I think the _partial_fit and _score functions are good in this implementation. I think update should have the call signature

update(ident: str, train_metas: {str: dict}, model_metas: {str: dict}) 
    -> training_iters: {str: int}, model_metas: {str: dict}
  • There are two pieces of metadata: one for training (train_metas), and one to be used and modified in update (model_metas)
  • I would expect this to be called as soon as model ident has finished their _score call.
  • The metadata information in model_metas might change

I think train_metas should have scores and partial_fit_calls keys, and also the same keys as cv_results_ (e.g., mean_fit_time). This would be the object passed to and modified in _partial_fit and _score.

I think model_metas should hold on to historical information, and be initialized in meta_func. In the Hyperband case, this would mean holding onto the previous brackets and their scores in case any models need to be restarted. This would only live on the scheduler/master and not be passed to or modified in _partial_fit or _score.

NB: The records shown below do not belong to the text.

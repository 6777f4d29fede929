//! Tests for the chat graph endpoints

mod common;

use common::{create_test_server, login_user, register_user, MockEmailSender};
use axum_test::TestServer;
use serde_json::{json, Value};

/// Register two users and return their session cookies
async fn two_users(server: &TestServer, email_sender: &MockEmailSender) -> (String, String) {
    register_user(server, email_sender, "Alice", "alice@example.com", "pw1234").await;
    register_user(server, email_sender, "Bob", "bob@example.com", "pw5678").await;
    let alice = login_user(server, "alice@example.com", "pw1234").await;
    let bob = login_user(server, "bob@example.com", "pw5678").await;
    (alice, bob)
}

/// Look up a user's id via search, as a client would
async fn find_user_id(server: &TestServer, session: &str, query: &str) -> u64 {
    let response = server
        .post("/searchUsers")
        .add_cookie(cookie::Cookie::new("jwtoken", session.to_string()))
        .json(&json!({ "queryName": query }))
        .await;
    assert_eq!(response.status_code(), 200);
    let body: Value = response.json();
    body[0]["id"].as_u64().expect("No id in search result")
}

#[tokio::test]
async fn test_add_chat_and_list() {
    let (server, email_sender) = create_test_server();
    let (alice, bob) = two_users(&server, &email_sender).await;
    let bob_id = find_user_id(&server, &alice, "bob").await;

    let response = server
        .post("/addChat")
        .add_cookie(cookie::Cookie::new("jwtoken", alice.clone()))
        .json(&json!({ "otherUserId": bob_id }))
        .await;
    assert_eq!(response.status_code(), 201);
    let body: Value = response.json();
    assert_eq!(body["message"], "Chat created successfully");

    // Both members see the chat, with name snapshots and their own id
    for session in [&alice, &bob] {
        let response = server
            .get("/getChats")
            .add_cookie(cookie::Cookie::new("jwtoken", session.to_string()))
            .await;
        assert_eq!(response.status_code(), 200);
        let body: Value = response.json();
        let chats = body["message"].as_array().unwrap();
        assert_eq!(chats.len(), 1);

        let names: Vec<&str> = chats[0]["members"]
            .as_array()
            .unwrap()
            .iter()
            .map(|m| m["name"].as_str().unwrap())
            .collect();
        assert!(names.contains(&"Alice"));
        assert!(names.contains(&"Bob"));
        assert!(chats[0]["lastMessage"].is_null());
        assert!(body["loggedUserId"].is_u64());
    }
}

/// Pair uniqueness is symmetric: B->A fails after A->B
#[tokio::test]
async fn test_duplicate_chat_rejected_symmetrically() {
    let (server, email_sender) = create_test_server();
    let (alice, bob) = two_users(&server, &email_sender).await;
    let bob_id = find_user_id(&server, &alice, "bob").await;
    let alice_id = find_user_id(&server, &bob, "alice").await;

    let response = server
        .post("/addChat")
        .add_cookie(cookie::Cookie::new("jwtoken", alice))
        .json(&json!({ "otherUserId": bob_id }))
        .await;
    assert_eq!(response.status_code(), 201);

    let response = server
        .post("/addChat")
        .add_cookie(cookie::Cookie::new("jwtoken", bob))
        .json(&json!({ "otherUserId": alice_id }))
        .await;
    assert_eq!(response.status_code(), 422);
    let body: Value = response.json();
    assert_eq!(body["error"], "Chat already exists");
}

#[tokio::test]
async fn test_self_chat_rejected() {
    let (server, email_sender) = create_test_server();

    register_user(&server, &email_sender, "Alice", "alice@example.com", "pw1234").await;
    let alice = login_user(&server, "alice@example.com", "pw1234").await;

    let claims = chatd::SessionIssuer::new("test-secret").verify(&alice).unwrap();

    let response = server
        .post("/addChat")
        .add_cookie(cookie::Cookie::new("jwtoken", alice))
        .json(&json!({ "otherUserId": claims.id }))
        .await;
    assert_eq!(response.status_code(), 422);
    let body: Value = response.json();
    assert_eq!(body["error"], "Cannot create chat with yourself");
}

#[tokio::test]
async fn test_unknown_target_rejected() {
    let (server, email_sender) = create_test_server();

    register_user(&server, &email_sender, "Alice", "alice@example.com", "pw1234").await;
    let alice = login_user(&server, "alice@example.com", "pw1234").await;

    let response = server
        .post("/addChat")
        .add_cookie(cookie::Cookie::new("jwtoken", alice))
        .json(&json!({ "otherUserId": 9999 }))
        .await;
    assert_eq!(response.status_code(), 404);
    let body: Value = response.json();
    assert_eq!(body["error"], "User not found");
}

#[tokio::test]
async fn test_chat_endpoints_require_authentication() {
    let (server, _email_sender) = create_test_server();

    for response in [
        server.get("/getChats").await,
        server
            .post("/searchUsers")
            .json(&json!({ "queryName": "alice" }))
            .await,
        server
            .post("/addChat")
            .json(&json!({ "otherUserId": 1 }))
            .await,
    ] {
        assert_eq!(response.status_code(), 401);
        let body: Value = response.json();
        assert_eq!(body["loginError"], "Login first");
    }
}

#[tokio::test]
async fn test_search_users() {
    let (server, email_sender) = create_test_server();
    let (alice, _bob) = two_users(&server, &email_sender).await;

    // Case-insensitive substring match
    let response = server
        .post("/searchUsers")
        .add_cookie(cookie::Cookie::new("jwtoken", alice.clone()))
        .json(&json!({ "queryName": "BO" }))
        .await;
    assert_eq!(response.status_code(), 200);
    let body: Value = response.json();
    let hits = body.as_array().unwrap();
    assert_eq!(hits.len(), 1);
    assert_eq!(hits[0]["name"], "Bob");
    assert_eq!(hits[0]["email"], "bob@example.com");
    // Password material never reaches the wire
    assert!(hits[0].get("password").is_none());
    assert!(hits[0].get("password_hash").is_none());

    // The caller is excluded from results
    let response = server
        .post("/searchUsers")
        .add_cookie(cookie::Cookie::new("jwtoken", alice.clone()))
        .json(&json!({ "queryName": "alice" }))
        .await;
    assert_eq!(response.status_code(), 404);
    let body: Value = response.json();
    assert_eq!(body["error"], "No users found");

    // Empty query is a validation error
    let response = server
        .post("/searchUsers")
        .add_cookie(cookie::Cookie::new("jwtoken", alice))
        .json(&json!({ "queryName": "" }))
        .await;
    assert_eq!(response.status_code(), 422);
}

#[tokio::test]
async fn test_missing_other_user_id_rejected() {
    let (server, email_sender) = create_test_server();

    register_user(&server, &email_sender, "Alice", "alice@example.com", "pw1234").await;
    let alice = login_user(&server, "alice@example.com", "pw1234").await;

    let response = server
        .post("/addChat")
        .add_cookie(cookie::Cookie::new("jwtoken", alice))
        .json(&json!({}))
        .await;
    assert_eq!(response.status_code(), 422);
    let body: Value = response.json();
    assert_eq!(body["error"], "All fields are required");
}
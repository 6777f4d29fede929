//! Session-cookie authentication helpers

use tower_cookies::{Cookie, Cookies};

use crate::error::ApiError;
use crate::store::UserId;
use crate::token::SessionIssuer;

/// Cookie carrying the session token, named as the legacy clients expect
pub const SESSION_COOKIE: &str = "jwtoken";

/// Identity claims of the authenticated caller
#[derive(Debug, Clone)]
pub struct AuthUser {
    pub id: UserId,
    pub name: String,
}

/// Require a valid session cookie; any failure (missing cookie included)
/// yields the same authentication error.
pub fn require_login(cookies: &Cookies, sessions: &SessionIssuer) -> Result<AuthUser, ApiError> {
    let cookie = cookies
        .get(SESSION_COOKIE)
        .ok_or(ApiError::NotAuthenticated)?;
    let claims = sessions
        .verify(cookie.value())
        .map_err(|_| ApiError::NotAuthenticated)?;
    Ok(AuthUser {
        id: UserId(claims.id),
        name: claims.name,
    })
}

/// Helper to set the session cookie
pub fn set_session_cookie(cookies: &Cookies, token: &str) {
    let cookie = Cookie::build((SESSION_COOKIE, token.to_string()))
        .path("/")
        .http_only(true)
        .build();
    cookies.add(cookie);
}

/// Helper to clear the session cookie
pub fn clear_session_cookie(cookies: &Cookies) {
    let cookie = Cookie::build((SESSION_COOKIE, ""))
        .path("/")
        .http_only(true)
        .max_age(tower_cookies::cookie::time::Duration::ZERO)
        .build();
    cookies.add(cookie);
}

I do think update should be renamed.

The convention I proposed ... Removing the element from the dict would result in forgetting the model entirely

I think 'not present' should default to 'do nothing'. I'd only want to specify the state for some subset of the models, not all the models. For Hyperband with some subset of the models I'd specify which models should be trained more and which models should be killed.

I think there {'model-0': -1} should cancel the most recent _partial_fit call for 'model-0', but hold onto the results from the previous _partial_fit calls. I think we should use -1 because it's kind of like going back one _partial_fit call.

@mrocklin
Copy link
Member Author

I'm not sure about some of the motivation behind your thoughts above.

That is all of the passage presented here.